Artificial Intelligence-Powered Solid Waste Detection System (#669)
Read ArticleDate of Conference
July 17-19, 2024
Published In
"Sustainable Engineering for a Diverse, Equitable, and Inclusive Future at the Service of Education, Research, and Industry for a Society 5.0."
Location of Conference
Costa Rica
Authors
Granda Cruz, Luis Enrique
Agurto Marchena, Fernando Jair
Abstract
Efficient solid waste treatment is a growing challenge for ever-expanding urban populations. One innovative solution is the application of artificial intelligence (AI), which seeks to improve the detection and categorization of waste in population settings. The aim of this review is to evaluate the effectiveness of AI algorithms, especially Deep Learning models, in the automated identification of urban solid waste in different population contexts. Using the PICO and PRISMA methodologies, a comprehensive research was carried out in scientific repositories such as Scopus, Dialnet and Redalyc.
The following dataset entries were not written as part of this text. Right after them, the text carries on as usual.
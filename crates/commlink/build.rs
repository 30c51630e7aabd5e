fn main() {
    if let Ok(target) = std::env::var("TARGET") {
        println!("cargo:rustc-env=COMMLINK_BUILD_TARGET={target}");
    }
    println!("cargo:rerun-if-env-changed=TARGET");
}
The keywords used included "solid waste", "AI", "Deep Learning", "solid waste" and "waste management". The findings suggest that Deep Learning-based models show promising performance in the detection and classification of solid waste in various urban settings, with accuracy rates exceeding 90% in some cases. It was observed that the effectiveness of these systems is highly dependent on the quality and diversity of the preparation data sets, which must reflect the variability of waste in different types of populations. The review concludes that AI has significant potential to achieve optimisation of solid waste treatment in local environments, although further research is required to address challenges such as variability in lighting conditions and sorting in complex environments.